FBI interrogation violated Boston bomber’s constitutional rights - lawyers
Suspected Boston Marathon bomber Dzhokhar Tsarnaev requested a lawyer multiple times from his hospital bed after being arrested, yet investigators continued pressuring him to answer questions alone, Tsarnaev's lawyers claimed in court Thursday.
Agents from the Federal Bureau of Investigation spent hours interrogating Tsarnaev after he first asked for an attorney while recovering from gunshot wounds to the face, throat, head, and jaw in the time following his arrest in Watertown, Massachusetts, the documents said. When defense attorneys did arrive at Beth Israel Deaconess Medical Center, at least one FBI agent allegedly told them Tsarnaev was not even in custody.
Tsarnaev’s defense team asked US District Court Judge George O’Toole to strike from evidence any statements or comments Tsarnaev made in the hours directly after his arrest, claiming the FBI violated his constitutional rights. They also asked the court to declare the death penalty unconstitutional in this case because capital punishments are not carried out in Massachusetts in a separate filing Wednesday.
Dzhokhar Tsarnaev, 19 years old at the time, and his brother Tamerlan, 26, allegedly planted bombs near the finish line at the Boston Marathon on April 15, 2013. The bombs exploded roughly 12 seconds apart and 210 yards away from each other, killing three people and injuring an estimated 264 others.

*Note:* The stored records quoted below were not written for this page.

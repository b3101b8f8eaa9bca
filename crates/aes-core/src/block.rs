//! Block representation helpers.

use crate::error::{Error, Result};

/// Size of an AES block in bytes.
pub const BLOCK_SIZE: usize = 16;

/// AES block of 16 bytes, laid out column-major as a 4x4 state.
pub type Block = [u8; BLOCK_SIZE];

/// XORs two blocks, writing the result into `dst`.
#[inline]
pub fn xor_in_place(dst: &mut Block, rhs: &Block) {
    for (d, r) in dst.iter_mut().zip(rhs.iter()) {
        *d ^= *r;
    }
}

/// Copies a slice into a block, failing unless it is exactly 16 bytes.
pub fn block_from_slice(bytes: &[u8]) -> Result<Block> {
    bytes
        .try_into()
        .map_err(|_| Error::InvalidBlockSize(bytes.len()))
}
//! Cipher Block Chaining over the block engine.
//!
//! [`CbcEncryptor`] and [`CbcDecryptor`] accept input in arbitrary chunks and
//! emit only whole blocks, carrying both the chaining block and any partial
//! trailing input between calls. [`cbc_encrypt`] and [`cbc_decrypt`] are the
//! one-shot forms.

use core::iter;

use zeroize::{Zeroize, ZeroizeOnDrop};

use crate::block::{block_from_slice, xor_in_place, Block, BLOCK_SIZE};
use crate::cipher::{decrypt_block, encrypt_block};
use crate::error::{Error, Result};
use crate::key::RoundKeys;

/// Holds input that has not yet filled a block.
#[derive(Default, Zeroize, ZeroizeOnDrop)]
struct BlockBuffer {
    pending: Block,
    len: usize,
}

impl BlockBuffer {
    /// Appends `input`, calling `emit` for every block it completes.
    fn feed(&mut self, mut input: &[u8], mut emit: impl FnMut(&Block)) {
        if self.len > 0 {
            let take = (BLOCK_SIZE - self.len).min(input.len());
            self.pending[self.len..self.len + take].copy_from_slice(&input[..take]);
            self.len += take;
            input = &input[take..];
            if self.len < BLOCK_SIZE {
                return;
            }
            emit(&self.pending);
            self.len = 0;
        }

        let mut chunks = input.chunks_exact(BLOCK_SIZE);
        for chunk in &mut chunks {
            let mut block = [0u8; BLOCK_SIZE];
            block.copy_from_slice(chunk);
            emit(&block);
            block.zeroize();
        }
        let rest = chunks.remainder();
        self.pending[..rest.len()].copy_from_slice(rest);
        self.len = rest.len();
    }

    fn check_empty(&self) -> Result<()> {
        match self.len {
            0 => Ok(()),
            n => Err(Error::IncompleteBlock(n)),
        }
    }
}

/// Streaming CBC encryption context.
pub struct CbcEncryptor<'k> {
    round_keys: &'k RoundKeys,
    chain: Block,
    buffer: BlockBuffer,
}

impl<'k> CbcEncryptor<'k> {
    /// Starts a chain from `iv`, which must be exactly 16 bytes.
    pub fn new(round_keys: &'k RoundKeys, iv: &[u8]) -> Result<Self> {
        Ok(Self {
            round_keys,
            chain: block_from_slice(iv)?,
            buffer: BlockBuffer::default(),
        })
    }

    /// Feeds plaintext and returns the ciphertext of every completed block.
    pub fn update(&mut self, input: &[u8]) -> Vec<u8> {
        let mut out = Vec::with_capacity(input.len() + BLOCK_SIZE);
        self.update_into(input, &mut out);
        out
    }

    /// Like [`update`](Self::update), appending to `out`.
    pub fn update_into(&mut self, input: &[u8], out: &mut Vec<u8>) {
        let round_keys = self.round_keys;
        let chain = &mut self.chain;
        self.buffer.feed(input, |block| {
            let mut state = *block;
            xor_in_place(&mut state, chain);
            *chain = encrypt_block(&state, round_keys);
            out.extend_from_slice(chain);
        });
    }

    /// Bytes held back waiting for a full block.
    pub fn buffered(&self) -> usize {
        self.buffer.len
    }

    /// Ends the stream, failing if a partial block is still buffered.
    pub fn finish(self) -> Result<()> {
        self.buffer.check_empty()
    }
}

impl Drop for CbcEncryptor<'_> {
    fn drop(&mut self) {
        self.chain.zeroize();
    }
}

/// Streaming CBC decryption context.
pub struct CbcDecryptor<'k> {
    round_keys: &'k RoundKeys,
    chain: Block,
    buffer: BlockBuffer,
}

impl<'k> CbcDecryptor<'k> {
    /// Starts a chain from `iv`, which must be exactly 16 bytes.
    pub fn new(round_keys: &'k RoundKeys, iv: &[u8]) -> Result<Self> {
        Ok(Self {
            round_keys,
            chain: block_from_slice(iv)?,
            buffer: BlockBuffer::default(),
        })
    }

    /// Feeds ciphertext and returns the plaintext of every completed block.
    pub fn update(&mut self, input: &[u8]) -> Vec<u8> {
        let mut out = Vec::with_capacity(input.len() + BLOCK_SIZE);
        self.update_into(input, &mut out);
        out
    }

    /// Like [`update`](Self::update), appending to `out`.
    pub fn update_into(&mut self, input: &[u8], out: &mut Vec<u8>) {
        let round_keys = self.round_keys;
        let chain = &mut self.chain;
        self.buffer.feed(input, |block| {
            let mut plain = decrypt_block(block, round_keys);
            xor_in_place(&mut plain, chain);
            // Chain on the ciphertext that came in, not on the plaintext.
            *chain = *block;
            out.extend_from_slice(&plain);
            plain.zeroize();
        });
    }

    /// Bytes held back waiting for a full block.
    pub fn buffered(&self) -> usize {
        self.buffer.len
    }

    /// Ends the stream, failing if a partial block is still buffered.
    pub fn finish(self) -> Result<()> {
        self.buffer.check_empty()
    }
}

impl Drop for CbcDecryptor<'_> {
    fn drop(&mut self) {
        self.chain.zeroize();
    }
}

fn check_aligned(data: &[u8]) -> Result<()> {
    match data.len() % BLOCK_SIZE {
        0 => Ok(()),
        rest => Err(Error::IncompleteBlock(rest)),
    }
}

/// Encrypts block-aligned `data` in one call.
pub fn cbc_encrypt(data: &[u8], iv: &[u8], round_keys: &RoundKeys) -> Result<Vec<u8>> {
    let mut encryptor = CbcEncryptor::new(round_keys, iv)?;
    check_aligned(data)?;
    let out = encryptor.update(data);
    encryptor.finish()?;
    Ok(out)
}

/// Decrypts block-aligned `data` in one call.
///
/// Each plaintext block depends only on its own ciphertext block and the one
/// before it, so the blocks are independent of each other here.
pub fn cbc_decrypt(data: &[u8], iv: &[u8], round_keys: &RoundKeys) -> Result<Vec<u8>> {
    let iv = block_from_slice(iv)?;
    check_aligned(data)?;

    let previous = iter::once(&iv[..]).chain(data.chunks_exact(BLOCK_SIZE));
    let mut out = Vec::with_capacity(data.len());
    for (current, previous) in data.chunks_exact(BLOCK_SIZE).zip(previous) {
        let mut plain = decrypt_block(&block_from_slice(current)?, round_keys);
        xor_in_place(&mut plain, &block_from_slice(previous)?);
        out.extend_from_slice(&plain);
    }
    Ok(out)
}
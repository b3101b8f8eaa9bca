//! AES round transformations over the column-major 4x4 state.
//!
//! Byte `i` of the block sits at row `i % 4`, column `i / 4`.

use crate::block::{xor_in_place, Block};
use crate::gf::{gf_mul, xtime};
use crate::sbox::{inv_sbox, sbox};

/// Applies SubBytes to the state in place.
#[inline]
pub fn sub_bytes(state: &mut Block) {
    for byte in state.iter_mut() {
        *byte = sbox(*byte);
    }
}

/// Applies the inverse SubBytes transformation.
#[inline]
pub fn inv_sub_bytes(state: &mut Block) {
    for byte in state.iter_mut() {
        *byte = inv_sbox(*byte);
    }
}

/// Performs ShiftRows in place: row `r` rotates left by `r` columns.
#[inline]
pub fn shift_rows(state: &mut Block) {
    let src = *state;
    for col in 0..4 {
        for row in 1..4 {
            state[row + 4 * col] = src[row + 4 * ((col + row) % 4)];
        }
    }
}

/// Performs the inverse of ShiftRows in place.
#[inline]
pub fn inv_shift_rows(state: &mut Block) {
    let src = *state;
    for col in 0..4 {
        for row in 1..4 {
            state[row + 4 * col] = src[row + 4 * ((col + 4 - row) % 4)];
        }
    }
}

fn mix_single_column(col: &mut [u8]) {
    let [a0, a1, a2, a3] = [col[0], col[1], col[2], col[3]];
    col[0] = xtime(a0) ^ (xtime(a1) ^ a1) ^ a2 ^ a3;
    col[1] = a0 ^ xtime(a1) ^ (xtime(a2) ^ a2) ^ a3;
    col[2] = a0 ^ a1 ^ xtime(a2) ^ (xtime(a3) ^ a3);
    col[3] = (xtime(a0) ^ a0) ^ a1 ^ a2 ^ xtime(a3);
}

fn inv_mix_single_column(col: &mut [u8]) {
    let [a0, a1, a2, a3] = [col[0], col[1], col[2], col[3]];
    col[0] = gf_mul(a0, 0x0e) ^ gf_mul(a1, 0x0b) ^ gf_mul(a2, 0x0d) ^ gf_mul(a3, 0x09);
    col[1] = gf_mul(a0, 0x09) ^ gf_mul(a1, 0x0e) ^ gf_mul(a2, 0x0b) ^ gf_mul(a3, 0x0d);
    col[2] = gf_mul(a0, 0x0d) ^ gf_mul(a1, 0x09) ^ gf_mul(a2, 0x0e) ^ gf_mul(a3, 0x0b);
    col[3] = gf_mul(a0, 0x0b) ^ gf_mul(a1, 0x0d) ^ gf_mul(a2, 0x09) ^ gf_mul(a3, 0x0e);
}

/// MixColumns over all four columns.
#[inline]
pub fn mix_columns(state: &mut Block) {
    state.chunks_exact_mut(4).for_each(mix_single_column);
}

/// Inverse MixColumns over all four columns.
#[inline]
pub fn inv_mix_columns(state: &mut Block) {
    state.chunks_exact_mut(4).for_each(inv_mix_single_column);
}

/// Adds (XORs) a round key into the state.
#[inline]
pub fn add_round_key(state: &mut Block, round_key: &Block) {
    xor_in_place(state, round_key);
}

#[cfg(test)]
mod tests {
    use super::*;

    fn counting_block() -> Block {
        core::array::from_fn(|i| i as u8)
    }

    #[test]
    fn shift_rows_moves_rows_left() {
        let mut state = counting_block();
        shift_rows(&mut state);
        assert_eq!(
            state,
            [0, 5, 10, 15, 4, 9, 14, 3, 8, 13, 2, 7, 12, 1, 6, 11]
        );
        inv_shift_rows(&mut state);
        assert_eq!(state, counting_block());
    }

    #[test]
    fn mix_columns_known_column() {
        // Column test vector db 13 53 45 -> 8e 4d a1 bc.
        let mut state = [0u8; 16];
        state[..4].copy_from_slice(&[0xdb, 0x13, 0x53, 0x45]);
        state[4..8].copy_from_slice(&[0xf2, 0x0a, 0x22, 0x5c]);
        mix_columns(&mut state);
        assert_eq!(&state[..4], &[0x8e, 0x4d, 0xa1, 0xbc]);
        assert_eq!(&state[4..8], &[0x9f, 0xdc, 0x58, 0x9d]);
        inv_mix_columns(&mut state);
        assert_eq!(&state[..4], &[0xdb, 0x13, 0x53, 0x45]);
    }

    #[test]
    fn sub_bytes_inverts() {
        let mut state = counting_block();
        sub_bytes(&mut state);
        assert_eq!(state[0], 0x63);
        inv_sub_bytes(&mut state);
        assert_eq!(state, counting_block());
    }
}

Law enforcement officials identified the Tsarnaev brothers upon reviewing surveillance footage of the incident and, on the night of April 18, chased the pair through Cambridge and Watertown, Massachusetts. The pursuit ended in a gunfight, with Tamerlan being fatally shot and eventually run over, while Dzhokhar hid in a covered boat until surrendering hours later because of his injuries.
“Despite Mr. Tsarnaev’s entreaties to be left alone, allowed to rest, and provided with a lawyer, the agents persisted in questioning him throughout the night and into the morning,” Tsarnaev’s lawyers said in court Thursday of his time in the hospital, as quoted by the Boston Globe.

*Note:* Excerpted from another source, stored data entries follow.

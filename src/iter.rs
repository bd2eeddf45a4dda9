//! Tree iterators.

use nalgebra::Scalar;
use crate::node::Node;
use crate::point::Point;


/// An in-order iterator over the points in a tree.
pub struct Iter<'a, T: Scalar> {
    nodes: Vec<&'a Node<T>>,
    next_subtree: Option<&'a Node<T>>,
}

impl<'a, T: Scalar> Iter<'a, T> {
    /// Create a new iterator over a (possibly absent) subtree.
    pub fn new(root: Option<&'a Node<T>>) -> Iter<'a, T> {
        Iter { nodes: vec![], next_subtree: root }
    }
}

impl<'a, T: Scalar> Iterator for Iter<'a, T> {
    type Item = &'a Point<T>;

    fn next(&mut self) -> Option<&'a Point<T>> {
        while let Some(node) = self.next_subtree {
            self.nodes.push(node);
            self.next_subtree = node.left();
        }
        self.nodes.pop().map(|node| {
            self.next_subtree = node.right();
            node.point()
        })
    }
}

Tsarnaev was heavily drugged at the time, the lawyers claim, adding that his eye was sutured closed, jaw wired shut, and temporarily deaf in one ear. Tsarnaev had a tracheotomy tube in his throat and was unable to speak so he wrote his answers in a notebook. The pen trailed off the page multiple times, possibly caused by his falling asleep or losing motor control.

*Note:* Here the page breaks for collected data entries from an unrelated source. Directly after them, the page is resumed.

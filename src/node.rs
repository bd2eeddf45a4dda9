//! Tree nodes holding one point each.

use std::cmp::Ordering;
use nalgebra::Scalar;
use num_traits::Float;
use crate::point::Point;
use crate::tree::Neighbour;


/// A node of a k-d tree
///
/// Every node stores exactly one point and the separation axis it splits its
/// subtree along. Points in the left subtree are not greater than the node's
/// point along that axis, points in the right subtree are not smaller.
#[derive(Clone, Debug)]
pub struct Node<T: Scalar> {
    left: Option<Box<Node<T>>>,
    right: Option<Box<Node<T>>>,
    point: Point<T>,
    axis: usize,
}

impl<T: Scalar> Node<T> {
    /// The point stored in this node
    pub fn point(&self) -> &Point<T> {
        &self.point
    }

    /// The separation axis of this node
    pub fn axis(&self) -> usize {
        self.axis
    }

    /// Subtree with points not greater along the separation axis
    pub fn left(&self) -> Option<&Node<T>> {
        self.left.as_ref().map(|node| &**node)
    }

    /// Subtree with points not smaller along the separation axis
    pub fn right(&self) -> Option<&Node<T>> {
        self.right.as_ref().map(|node| &**node)
    }

    /// Whether this node has no children
    pub fn is_leaf(&self) -> bool {
        self.left.is_none() && self.right.is_none()
    }

    /// Number of nodes on the longest path from here down to a leaf
    pub fn height(&self) -> usize {
        let left = self.left().map_or(0, Node::height);
        let right = self.right().map_or(0, Node::height);
        1 + left.max(right)
    }
}

impl<T: Scalar + Float> Node<T> {
    /// Build a subtree from a non-empty set of points
    ///
    /// The separation axis is the one following `parent_axis`, or the first
    /// axis at the root. The slice is partitioned in place around its median
    /// along that axis using selection rather than a full sort, and only the
    /// median point is copied into the node. All points must have the same,
    /// non-zero number of coordinates.
    pub(crate) fn build(points: &mut [Point<T>], parent_axis: Option<usize>) -> Node<T> {
        debug_assert!(!points.is_empty());
        let dim = points[0].dim();
        let axis = parent_axis.map_or(0, |parent| (parent + 1) % dim);
        let median = points.len() / 2;
        if points.len() >= 2 {
            points.select_nth_unstable_by(median, |a, b| compare_along(axis, a, b));
        }
        let (left, rest) = points.split_at_mut(median);
        let (point, right) = rest.split_at_mut(1);
        Node {
            left: subtree(left, axis),
            right: subtree(right, axis),
            point: point[0].clone(),
            axis: axis,
        }
    }

    /// Search this subtree for a point closer to `query` than `best`
    ///
    /// The nearer side of the splitting plane is searched first. The farther
    /// side is only searched if the plane is not farther away than the best
    /// squared distance found so far.
    pub(crate) fn nearest<'a>(&'a self, query: &[T], best: &mut Option<Neighbour<'a, T>>) {
        self.search(query, best, &mut |_| ());
    }

    /// Like `nearest`, calling `visit` on the point of every node entered
    pub(crate) fn search<'a, F>(&'a self, query: &[T], best: &mut Option<Neighbour<'a, T>>, visit: &mut F)
        where F: FnMut(&'a Point<T>),
    {
        visit(&self.point);
        let squared_distance = self.point.squared_distance(query);
        let closer = match *best {
            Some(ref current) => squared_distance < current.squared_distance,
            None => true,
        };
        if closer {
            *best = Some(Neighbour { point: &self.point, squared_distance: squared_distance });
        }

        let split = self.point.coordinate(self.axis);
        let near = if query[self.axis] <= split { &self.left } else { &self.right };
        if let Some(ref node) = *near {
            node.search(query, best, visit);
        }

        // The far side is re-derived from the same comparison.
        let delta = query[self.axis] - split;
        let reachable = best.as_ref().map_or(true, |current| delta * delta <= current.squared_distance);
        if reachable {
            let far = if query[self.axis] <= split { &self.right } else { &self.left };
            if let Some(ref node) = *far {
                node.search(query, best, visit);
            }
        }
    }
}

fn subtree<T: Scalar + Float>(points: &mut [Point<T>], axis: usize) -> Option<Box<Node<T>>> {
    if points.is_empty() {
        None
    }
    else {
        Some(Box::new(Node::build(points, Some(axis))))
    }
}

fn compare_along<T: Scalar + Float>(axis: usize, a: &Point<T>, b: &Point<T>) -> Ordering {
    a.coordinate(axis)
        .partial_cmp(&b.coordinate(axis))
        .unwrap_or(Ordering::Equal)
}


#[cfg(test)]
mod test {
    use rand::distributions::{Distribution, Uniform};
    use rand::rngs::StdRng;
    use rand::SeedableRng;
    use crate::point::Point;
    use crate::tree::Neighbour;
    use super::Node;

    fn points(raw: &[&[f64]]) -> Vec<Point<f64>> {
        raw.iter().enumerate().map(|(i, c)| Point::from_slice(i, c)).collect()
    }

    fn search_order<'a>(node: &'a Node<f64>, query: &[f64]) -> (Neighbour<'a, f64>, Vec<usize>) {
        let mut best = None;
        let mut order = vec![];
        node.search(query, &mut best, &mut |p: &Point<f64>| order.push(p.index));
        (best.unwrap(), order)
    }

    fn axes_at_depth(node: &Node<f64>, depth: usize, out: &mut Vec<(usize, usize)>) {
        out.push((depth, node.axis()));
        for child in node.left().into_iter().chain(node.right()) {
            axes_at_depth(child, depth + 1, out);
        }
    }

    fn check_split(node: &Node<f64>) -> bool {
        let axis = node.axis();
        let split = node.point().coordinate(axis);
        let left_ok = node.left().map_or(true, |left| {
            crate::iter::Iter::new(Some(left)).all(|p| p.coordinate(axis) <= split)
                && check_split(left)
        });
        let right_ok = node.right().map_or(true, |right| {
            crate::iter::Iter::new(Some(right)).all(|p| p.coordinate(axis) >= split)
                && check_split(right)
        });
        left_ok && right_ok
    }

    #[test]
    fn single_point_is_a_leaf() {
        let node = Node::build(&mut points(&[&[1.0, 2.0]]), None);
        assert!(node.is_leaf());
        assert_eq!(node.axis(), 0);
        assert_eq!(node.point().index, 0);
        assert_eq!(node.height(), 1);
    }

    #[test]
    fn root_holds_median_along_first_axis() {
        let node = Node::build(&mut points(&[&[9.0, 1.0], &[6.0, 12.0], &[3.0, 6.0], &[13.0, 15.0],
                                        &[10.0, 19.0], &[17.0, 15.0], &[15.0, 12.0]]), None);
        assert_eq!(node.point().coordinates.as_slice(), &[10.0, 19.0]);
        assert_eq!(node.height(), 3);
    }

    #[test]
    fn two_points_leave_right_subtree_empty() {
        let node = Node::build(&mut points(&[&[10.0, 50.0], &[9.0, 0.0]]), None);
        assert_eq!(node.point().index, 0);
        assert_eq!(node.left().map(|n| n.point().index), Some(1));
        assert!(node.right().is_none());
    }

    #[test]
    fn axis_cycles_with_depth_in_two_dimensions() {
        let raw: Vec<Vec<f64>> = (0..15).map(|i| vec![i as f64, (i * 7 % 5) as f64]).collect();
        let refs: Vec<&[f64]> = raw.iter().map(|c| &c[..]).collect();
        let node = Node::build(&mut points(&refs), None);
        let mut axes = vec![];
        axes_at_depth(&node, 0, &mut axes);
        assert_eq!(node.height(), 4);
        assert!(axes.iter().all(|&(depth, axis)| axis == depth % 2));
    }

    #[test]
    fn axis_cycles_with_depth_in_three_dimensions() {
        let raw: Vec<Vec<f64>> = (0..31)
            .map(|i| vec![(i * 3 % 11) as f64, i as f64, -(i as f64)])
            .collect();
        let refs: Vec<&[f64]> = raw.iter().map(|c| &c[..]).collect();
        let node = Node::build(&mut points(&refs), None);
        let mut axes = vec![];
        axes_at_depth(&node, 0, &mut axes);
        assert!(axes.iter().all(|&(depth, axis)| axis == depth % 3));
    }

    #[test]
    fn subtrees_respect_the_splitting_plane() {
        let raw: Vec<Vec<f64>> = (0..40)
            .map(|i| vec![(i * 17 % 13) as f64, (i * 5 % 7) as f64, (i % 3) as f64])
            .collect();
        let refs: Vec<&[f64]> = raw.iter().map(|c| &c[..]).collect();
        assert!(check_split(&Node::build(&mut points(&refs), None)));
    }

    #[test]
    fn far_side_is_searched_when_near_child_is_missing() {
        // The root is (10, 50) with only a left child (9, 0). The query lies
        // right of the root, where there is no subtree, yet the left point is
        // much closer.
        let node = Node::build(&mut points(&[&[10.0, 50.0], &[9.0, 0.0]]), None);
        let mut best = None;
        node.nearest(&[10.5, 0.0], &mut best);
        let best = best.unwrap();
        assert_eq!(best.point.index, 1);
        assert_eq!(best.squared_distance, 2.25);
    }

    #[test]
    fn near_side_is_searched_first_and_far_side_pruned() {
        // Root (10, 0) splits (0, 0) to the left from (20, 0) to the right.
        // After finding (20, 0) at distance 1 the plane at x = 10 is 81 away.
        let node = Node::build(&mut points(&[&[10.0, 0.0], &[20.0, 0.0], &[0.0, 0.0]]), None);
        assert_eq!(node.point().index, 0);
        let (best, order) = search_order(&node, &[19.0, 0.0]);
        assert_eq!(best.point.index, 1);
        assert_eq!(best.squared_distance, 1.0);
        assert_eq!(order, vec![0, 1]);
    }

    #[test]
    fn far_side_is_searched_when_plane_is_exactly_at_the_bound() {
        // Root (10, 5), left (8, 0), right (12, 2). From (12, 0) the right
        // point lies at squared distance 4, as does the plane at x = 10.
        let node = Node::build(&mut points(&[&[10.0, 5.0], &[12.0, 2.0], &[8.0, 0.0]]), None);
        assert_eq!(node.point().index, 0);
        let (best, order) = search_order(&node, &[12.0, 0.0]);
        assert_eq!(best.point.index, 1);
        assert_eq!(best.squared_distance, 4.0);
        assert_eq!(order, vec![0, 1, 2]);
    }

    #[test]
    fn balanced_tree_visits_few_nodes() {
        let mut rng = StdRng::seed_from_u64(1023);
        let coord = Uniform::from(-1.0..1.0);
        let raw: Vec<Vec<f64>> = (0..1023)
            .map(|_| vec![coord.sample(&mut rng), coord.sample(&mut rng)])
            .collect();
        let refs: Vec<&[f64]> = raw.iter().map(|c| &c[..]).collect();
        let node = Node::build(&mut points(&refs), None);
        assert_eq!(node.height(), 10);
        for _ in 0..50 {
            let query = [coord.sample(&mut rng), coord.sample(&mut rng)];
            let (best, order) = search_order(&node, &query);
            let (_, dist) = crate::tree::linear_nearest(&raw, &query).unwrap();
            assert_eq!(best.squared_distance, dist);
            assert!(order.len() < 200, "visited {} of 1023 nodes", order.len());
        }
    }

    #[test]
    fn existing_best_is_kept_when_nothing_is_closer() {
        let node = Node::build(&mut points(&[&[5.0], &[6.0], &[7.0]]), None);
        let other = Point::from_slice(42, &[0.0]);
        let mut best = Some(Neighbour { point: &other, squared_distance: 0.25 });
        node.nearest(&[0.5], &mut best);
        assert_eq!(best.unwrap().point.index, 42);
    }
}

The defense team asserted that, despite his trouble communicating, Tsarnaev wrote and circled the word “lawyer” ten times. He also wondered how Tamerlan could still be alive, as the investigators falsely claimed.
“Is my brother alive I know you said he is are you lying?” Tsarnaev wrote, according to the Los Angeles Times. He also stated, “I’m exhausted,” “Can we do this later,” and “I need to throw up.”
“The questioning continued for hours, in what was obviously an effort to extract as much incriminating information as possible, without regard for the protections of the Fifth Amendment,” the defense went on.
The arresting law enforcement officials said at the time that they had not read Tsarnaev his Miranda Rights upon taking him into custody. In doing so, they cited a “public safety exception” that is allowed to be used when a suspect is thought to have pressing information immediately relevant to the public’s interest.
The exception was created as a result of a 1984 Supreme Court ruling which authorized police to ask a suspected rapist where he placed a gun that a witnesses had observed him with earlier, with the court deeming the immediate location of the gun more important than the rapist’s Miranda Rights.
Mario Barnes, a professor at the UC Irvine School of Law, told the LA Times “there’s some probability” that the defense will win the motion. The judge will have to determine if “the threat was more significant than the harm that comes to you from the failure to give you the [Miranda] warning,” he said.
However George T. Leone Jr., a former state and federal prosecutor who has worked on terrorism cases, told the Globe that the atmosphere of panic at the time of Tsarnaev’s arrest could ultimately work against the defense.
“You’d be hard-pressed not to say that to allow these statements in would require a wide expansion of the law as it presently exists,” he said. “In matters like this one, particularly in terrorism matters, the goal isn’t always to obtain information to be used later at trial. The goal is to save lives.”
An unrelated request filed Wednesday also asked Judge O’Toole to declare the Federal Death Penalty Act unconstitutional, claiming that the federal government should have no right to seek a punishment that has been abolished in the state where the trial is set to take place. The defense admitted that federal judges often preside over death penalty trials, but noted the government’s growing hesitation in applying the law to states where capital punishment is not enforced.
“The Supreme Court has placed renewed emphasis on respecting the limitations of federal authority in areas that have traditionally been consigned to the states,” the lawyers argued, as quoted by journalist Milton Valencia.
The defense is expected to submit a motion to suppress digital evidence regarding 35 different digital searches no later than May 12. The prosecution has yet to file a motion in response to Wednesday’s filing.